Below are some records; write them all out again exactly.

(Records from a collection)
-- Opening Marker --
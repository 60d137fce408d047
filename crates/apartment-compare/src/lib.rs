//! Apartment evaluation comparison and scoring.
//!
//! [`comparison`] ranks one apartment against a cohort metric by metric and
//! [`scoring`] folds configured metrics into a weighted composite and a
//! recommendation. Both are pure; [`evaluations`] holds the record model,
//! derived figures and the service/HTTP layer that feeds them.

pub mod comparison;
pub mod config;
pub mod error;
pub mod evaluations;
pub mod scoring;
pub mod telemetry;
-- Closing Marker --
*SOLUTION FOR THIS TASK*
repository 60d137fce408d047
filename crates/apartment-compare/src/lib.rs
//! Apartment evaluation comparison and scoring.
//!
//! [`comparison`] ranks one apartment against a cohort metric by metric and
//! [`scoring`] folds configured metrics into a weighted composite and a
//! recommendation. Both are pure; [`evaluations`] holds the record model,
//! derived figures and the service/HTTP layer that feeds them.

pub mod comparison;
pub mod config;
pub mod error;
pub mod evaluations;
pub mod scoring;
pub mod telemetry;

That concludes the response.